Damaged engine mounts can also lead to clutch slippage.

Damaged engine mounts can also lead to clutch slippage.

4. Clutch Slippage Test

Often, you can tell the clutch is slipping just by driving the car around and engaging the different gears. If you have a repair manual for your car model, you may find a testing procedure for your particular configuration. But you can also apply these general steps.

First, check clutch pedal play:

  1. Position a tape measure or ruler next to the clutch pedal. The end of the ruler should rest on the floor.
  2. Push the pedal with your hand, just enough to take out pedal slack.
  3. If the pedal moves between one and two inches, pedal play is within an acceptable range. Continue with the following steps; if you feel there's little pedal play, you may need to manually adjust the clutch, or the clutch has worn out and you need to replace it. If necessary, consult your vehicle repair manual.

If you don't have the manual, you can buy an aftermarket copy through Amazon. Haynes manuals come with step-by-step procedures for many maintenance, part replacement, and troubleshooting tasks. So you'll save a lot of money by doing many of these projects at home.
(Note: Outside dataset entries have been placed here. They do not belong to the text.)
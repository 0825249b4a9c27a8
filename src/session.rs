//! Forecast session: the state a caller holds between pipeline runs.
//!
//! A session owns the weather service (and therefore the forecast cache) and
//! the currently loaded track. Each run builds a fresh task sequence; changing
//! the track or the parameters never re-resolves old tasks in place.

use chrono::{DateTime, Utc};
use log::info;
use serde::Serialize;

use crate::error::{Error, Result};
use crate::executor::{execute_all_with_progress, BatchReport, ForecastWarning, ProgressCallback};
use crate::schedule::{schedule, ForecastTask, ScheduleConfig};
use crate::track::{parse_gpx, ElevationSample, Track};
use crate::weather::{RetrievalConfig, WeatherProvider, WeatherService};
use crate::Bounds;

/// Everything one pipeline run produces for consumers.
#[derive(Debug, Clone, Serialize)]
pub struct ForecastRun {
    pub start_time: DateTime<Utc>,
    /// Total route length in meters
    pub total_distance: f64,
    pub bounds: Option<Bounds>,
    pub elevation_profile: Vec<ElevationSample>,
    pub tasks: Vec<ForecastTask>,
    pub report: BatchReport,
}

impl ForecastRun {
    pub fn warnings(&self) -> &[ForecastWarning] {
        &self.report.warnings
    }

    /// Temperature at `distance_meters` along the route, linearly interpolated
    /// between the two forecast points around it.
    ///
    /// Before the first forecast point the first temperature is returned, past
    /// the last one the last temperature. `None` when the point used has no
    /// weather.
    pub fn temperature_at(&self, distance_meters: f64) -> Option<f64> {
        let first = self.tasks.first()?;
        if distance_meters < first.distance_from_start {
            return first.weather.snapshot().map(|s| s.temperature);
        }

        let bracket = self.tasks.windows(2).find(|pair| {
            pair[0].distance_from_start <= distance_meters
                && distance_meters <= pair[1].distance_from_start
        });

        let Some(pair) = bracket else {
            return self.tasks.last()?.weather.snapshot().map(|s| s.temperature);
        };

        let t1 = pair[0].weather.snapshot()?.temperature;
        let t2 = pair[1].weather.snapshot()?.temperature;
        let d1 = pair[0].distance_from_start;
        let d2 = pair[1].distance_from_start;
        let ratio = (distance_meters - d1) / (d2 - d1);

        Some(t1 + (t2 - t1) * ratio)
    }
}

pub struct ForecastSession<P> {
    service: WeatherService<P>,
    track: Option<Track>,
}

impl<P: WeatherProvider> ForecastSession<P> {
    pub fn new(provider: P, config: RetrievalConfig) -> Self {
        Self::with_service(WeatherService::new(provider, config))
    }

    pub fn with_service(service: WeatherService<P>) -> Self {
        Self { service, track: None }
    }

    pub fn service(&self) -> &WeatherService<P> {
        &self.service
    }

    pub fn track(&self) -> Option<&Track> {
        self.track.as_ref()
    }

    /// Parse GPX text and make it the current track.
    ///
    /// On error the previously loaded track is kept.
    pub fn load_gpx(&mut self, raw: &str) -> Result<&Track> {
        let track = parse_gpx(raw)?;
        self.load_track(track)
    }

    /// Make `track` the current track. A route needs at least two points.
    pub fn load_track(&mut self, track: Track) -> Result<&Track> {
        if track.len() < 2 {
            return Err(Error::TooFewPoints { found: track.len() });
        }

        info!(
            "[Session] Loaded track with {} points ({:.1} km)",
            track.len(),
            track.total_distance() / 1000.0
        );
        Ok(&*self.track.insert(track))
    }

    /// Schedule forecast tasks for the current track without fetching weather.
    pub fn plan(&self, start_time: DateTime<Utc>, config: &ScheduleConfig) -> Result<Vec<ForecastTask>> {
        let track = self.track.as_ref().ok_or(Error::NoTrack)?;
        Ok(schedule(&track.positions(), start_time, config)?)
    }

    /// Schedule tasks and resolve their weather.
    ///
    /// Fails only on track or scheduling errors; weather failures show up as
    /// warnings in the returned run.
    pub async fn run(&self, start_time: DateTime<Utc>, config: &ScheduleConfig) -> Result<ForecastRun> {
        self.run_with_progress(start_time, config, None).await
    }

    pub async fn run_with_progress(
        &self,
        start_time: DateTime<Utc>,
        config: &ScheduleConfig,
        on_progress: Option<ProgressCallback>,
    ) -> Result<ForecastRun> {
        let mut tasks = self.plan(start_time, config)?;
        let track = self.track.as_ref().ok_or(Error::NoTrack)?;

        let report = execute_all_with_progress(&self.service, &mut tasks, on_progress).await;

        Ok(ForecastRun {
            start_time,
            total_distance: track.total_distance(),
            bounds: track.bounds(),
            elevation_profile: track.elevation_profile(),
            tasks,
            report,
        })
    }

    /// Drop every cached forecast, so the next run goes back to the provider.
    pub async fn clear_cache(&self) {
        self.service.cache().clear().await;
    }
}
Check clutch for slippage:

  1. Find a safe, level place to park your vehicle with plenty of space in front of it to allow your car to move forward, if necessary.
  2. Engage the parking brake.
  3. Start the engine and let it idle.
  4. Fully depress the clutch pedal to disengage the clutch.
  5. Shift your transmission into third gear.
  6. Accelerate the engine up to 2000 rpm.
  7. Slowly release the clutch pedal to allow the clutch to engage.

    • The engine should stall as soon as the clutch is fully engaged (locks up).
    • If the engine runs for a few seconds before stalling, the clutch could be partially slipping.
    • If the engine continues to run after releasing the clutch pedal, the clutch is slipping.
  8. Shut off the engine three to four seconds after fully releasing the clutch pedal to prevent damage to the pressure plate or flywheel.
A worn out clutch disc may cause slippage.

A worn out clutch disc may cause slippage.

5. A Slipping Clutch Is a Warning Sign

Clutch slippage is a safety issue, and it can lead to a serious road accident. Take your slipping clutch as a first warning sign. Eventually, your vehicle will stop moving, perhaps in the middle of the road, once the flywheel and pressure plate are unable to grab onto the clutch disc.

If you followed the test steps described here, and you suspect a slipping clutch, have the clutch diagnosed by a qualified shop and, if necessary, install a new clutch kit.

Driving a vehicle with a slipping clutch can cause a serious accident.

This content is accurate and true to the best of the author’s knowledge and is not meant to substitute for formal and individualized advice from a qualified professional.

Questions & Answers

Question: I have a 2012 VW Beetle turbo, 6 speed, 164k mileage. In 6th (and now 5th) gears driving on the highway, if I step on it I get a little jerking hesitation. If I feather it, it drives fine. It’s fine in 1-4 gears. No noises or abnormal behaviors. How can I repair my VW Beetle?

Answer: There could be several reasons for this: a clogging fuel filter (make sure you've replaced the filter at the recommended schedule - consult your owner's manual); a slipping clutch caused by wear; a faulty flywheel can also cause this, and the symptoms may spread to other gears eventually.

Also, make sure you are not dealing with misfires. Check for trouble codes, even if the engine light is not on. There could be pending codes that can help diagnose the issue.